DR
SNCF

Une grève qui suscite la colère mais qui résulte d’un défaut de dialogue

par Philippe Allienne
Publié le 23 décembre 2022 à 07:53 Mise à jour le 22 décembre 2022

C’est certain, avec la grève des contrôleurs, en plein week-end de Noël, suscite beaucoup d’incompréhension et ne contribue pas à aider la cote de popularité des salariés. Reste que le collectif qui utilise cette arme révèle des cheminots à bout.

Au bas mot, 200 000 voyageurs ont appris que leurs trains sont supprimés pour ce week-end de Noël. S’il leur faut trouver une solution différente pour passer les fêtes en famille, ou non, les protestations les plus véhémentes viennent des membres du gouvernement et de la direction de l’entreprise. Le porte-parole du gouvernement Olivier Véran ne cache pas sa colère, invoque la « trêve » contre la « grève » et trouve l’action des cheminots « vraiment inacceptable  ». La direction de la SNCF estime quant à elle que le mouvement est inutile vu que les contrôleurs auraient déjà obtenu une augmentation brute de 600 euros par an de… leur prime de travail. En fait, la grève est menée par un « collectif de contrôleurs » qui souhaite agir en dehors des syndicats. La CGT, en tout cas, n’est pas dans ce mouvement soutenu au départ par Sud Rail et la CFDT. Mais il ne faut pas s’y tromper. Si les contrôleurs jouent la carte catégorielle, il ne faut pas perdre de vue que «  l’entreprise joue le jeu qui consiste à ne pas négocier et à attendre le dernier moment » estime Xavier Wattebled, secrétaire régional CGT pour les cheminots du Nord – Pas de Calais. « Nous avons nous aussi des revendications pour les contrôleurs, mais nous faisons du spécifique, pas dans le catégoriel  », dit-il sans pour autant condamner le mouvement. Pour lui, la balle est vraiment dans le camp de la direction de la SNCF et ce n’est pas la promesse par SNCF Voyageurs de rembourser les usagers à 200% (ce qui posait d’ailleurs des problèmes techniques juste après l’annonce) qui peut régler la question.

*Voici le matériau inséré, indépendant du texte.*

//! Reconciles the sensor's unknown mechanical zero with the stepper
//! driver's known electrical phase (spec.md §4.6).

use crate::error::{AngleError, Result};
use crate::mcu::{MotionPlanner, StepperPhaseSource};

/// `mcu_pos_offset`, cleared whenever the motion system resyncs the
/// stepper's commanded position (spec.md §3).
#[derive(Debug, Clone, Default)]
pub struct PhaseState {
    mcu_pos_offset: Option<i64>,
}

/// Converts a raw unwrapped angle to microsteps and back, and seeds/holds
/// the offset between sensor-derived and MCU-commanded position.
pub struct PhaseAligner {
    state: PhaseState,
    angle_to_mcu_pos: f64,
}

impl PhaseAligner {
    /// `full_steps_per_rotation` and `microsteps` define the conversion
    /// factor `full_steps * microsteps / 2^16` from raw angle to microsteps.
    pub fn new(full_steps_per_rotation: u32, microsteps: u32) -> Self {
        let angle_to_mcu_pos =
            f64::from(full_steps_per_rotation) * f64::from(microsteps) / 65536.0;
        Self {
            state: PhaseState::default(),
            angle_to_mcu_pos,
        }
    }

    pub fn mcu_pos_offset(&self) -> Option<i64> {
        self.state.mcu_pos_offset
    }

    /// Clear the offset; the next sample will re-seed it (stepper
    /// position resync).
    pub fn reset_phase(&mut self) {
        self.state.mcu_pos_offset = None;
    }

    /// Seed (or reseed) the offset from a single sample, reconciling it
    /// against the driver's known phase modulo one electrical cycle.
    /// `table_phase_offset` is the active [`super::table::CalibrationTable`]'s
    /// `phase_offset` field (the electrical-phase rotation baked into the
    /// table at fit time).
    pub fn seed_phase(
        &mut self,
        print_time: f64,
        angle: i64,
        table_phase_offset: f64,
        driver: &dyn StepperPhaseSource,
        planner: &dyn MotionPlanner,
    ) -> Result<()> {
        let mcu_phase_offset = driver
            .mcu_phase_offset()
            .ok_or(AngleError::DriverPhaseUnknown)?;
        let phases = driver.phases();

        let mcu_pos = planner.get_past_mcu_position(print_time);
        let a_mpos = angle as f64 * self.angle_to_mcu_pos;

        let raw_diff = (a_mpos + table_phase_offset * self.angle_to_mcu_pos)
            - (mcu_pos as f64 + mcu_phase_offset as f64);
        let mut phase_diff = raw_diff.rem_euclid(phases as f64);
        if phase_diff > phases as f64 / 2.0 {
            phase_diff -= phases as f64;
        }

        self.state.mcu_pos_offset =
            Some(mcu_pos - (a_mpos - phase_diff).round() as i64);
        Ok(())
    }

    /// Seed the offset only if it is currently unset (the normal call
    /// site: the first sample after a capture or resync starts, per
    /// spec.md §4.5).
    pub fn seed_if_unset(
        &mut self,
        print_time: f64,
        angle: i64,
        table_phase_offset: f64,
        driver: &dyn StepperPhaseSource,
        planner: &dyn MotionPlanner,
    ) -> Result<()> {
        if self.state.mcu_pos_offset.is_none() {
            self.seed_phase(print_time, angle, table_phase_offset, driver, planner)?;
        }
        Ok(())
    }

    /// The motion system's commanded position for the current offset, if
    /// seeded.
    pub fn commanded_position(&self, sensor_angle: i64) -> Option<i64> {
        self.state
            .mcu_pos_offset
            .map(|offset| offset + (sensor_angle as f64 * self.angle_to_mcu_pos).round() as i64)
    }
}
//! Small dense least-squares solver, sized for the table fit's
//! `N x 64` systems (spec.md §4.8, §9 "numeric backend").

use nalgebra::{DMatrix, DVector};

use crate::error::{AngleError, Result};

/// Solve `a x ≈ b` in the least-squares sense via thin SVD, accepting the
/// minimum-norm solution when `a` is rank-deficient (e.g. a bucket with
/// no contributing step).
pub fn lstsq(a: &DMatrix<f64>, b: &DVector<f64>) -> Result<DVector<f64>> {
    if a.nrows() != b.len() {
        return Err(AngleError::LstsqFailed(format!(
            "row mismatch: A has {} rows, b has {}",
            a.nrows(),
            b.len()
        )));
    }
    let svd = a.clone().svd(true, true);
    svd.solve(b, 1e-10)
        .map_err(|e| AngleError::LstsqFailed(e.to_string()))
}

#[cfg(test)]
mod tests {
    use super::*;

    #[test]
    fn solves_simple_overdetermined_system() {
        // y = 2x, sampled with noise-free points.
        let a = DMatrix::from_row_slice(3, 1, &[1.0, 2.0, 3.0]);
        let b = DVector::from_row_slice(&[2.0, 4.0, 6.0]);
        let x = lstsq(&a, &b).unwrap();
        assert!((x[0] - 2.0).abs() < 1e-9);
    }

    #[test]
    fn handles_rank_deficient_minimum_norm() {
        // Two identical columns: infinitely many solutions sum to 4;
        // minimum-norm solution splits evenly.
        let a = DMatrix::from_row_slice(1, 2, &[1.0, 1.0]);
        let b = DVector::from_row_slice(&[4.0]);
        let x = lstsq(&a, &b).unwrap();
        assert!((x[0] - 2.0).abs() < 1e-6);
        assert!((x[1] - 2.0).abs() < 1e-6);
    }

    #[test]
    fn rejects_mismatched_dimensions() {
        let a = DMatrix::from_row_slice(2, 1, &[1.0, 2.0]);
        let b = DVector::from_row_slice(&[1.0, 2.0, 3.0]);
        assert!(lstsq(&a, &b).is_err());
    }
}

« Aujourd’hui, explique le syndicaliste, on a affaire à des sociétés anonymes et non plus à la SNCF que l’on a connue. Ce que veulent les cheminots, ce sont des hausses de salaires, de meilleures conditions de travail mais aussi les moyens de travailler. Leurs revendications ne datent pas d’hier. Il faut bien comprendre que le rapport de force est nécessaire. La grève est l’aboutissement de la non-négociation. Pour sa part, l’État demande à l’entreprise d’appliquer les restrictions budgétaires qu’il impose et s’offusque que les salariés n’en peuvent plus ! » Or, poursuit en substance Xavier Wattebled, l’État et la direction de la SNCF font des choix qui ne peuvent qu’aggraver les choses. C’est le cas, par exemple, avec l’ouverture à la concurrence qui ne va rien régler. Localement, dans les Hauts-de-France, on voit aussi un durcissement du président du Conseil régional, Xavier Bertrand qui n’hésite pas à couper la parole à une élue communiste, voire à la menacer. Parallèlement, des médias appuient férocement cette politique en dénigrant les cheminots. Sur RTL, Pascal Praud vient encore d’en faire la démonstration en interviewant, pour la démolir, une contrôleuse. En clair, il estime que, juste titulaire d’un bac et touchant un salaire de 2000 euros (mais en oubliant qu’une grande part est composée de primes !) elle n’a qu’à se considérer heureuse. La haine anti cheminots et anti syndicale bat donc son plein de toute façon. «  Pascal Praud montre bien qu’il ne connaît rien au monde du travail, poursuit Xavier Wattebled. Si cette contrôleuse est entrée avec un bac, elle a suivi une formation de 3 à 6 mois qui valide son diplôme de contrôleur. Mais on sait bien qu’il importe de casser les syndicats » pour mener à bien les politiques enclenchées. En attendant, les revendications demeurent pour l’ensemble des salariés du rail : hausse des salaires (ils ont été gelés pendant huit ans et l’augmentation de 3 à 4% est loin du compte dans un contexte inflationniste très important) ; moyens humains et matériels (qui manquent cruellement) ; défense des retraites, conditions de travail, etc. Chacun des six métiers cheminots (producteurs, contrôleurs, aiguilleurs…) est concerné de la même façon.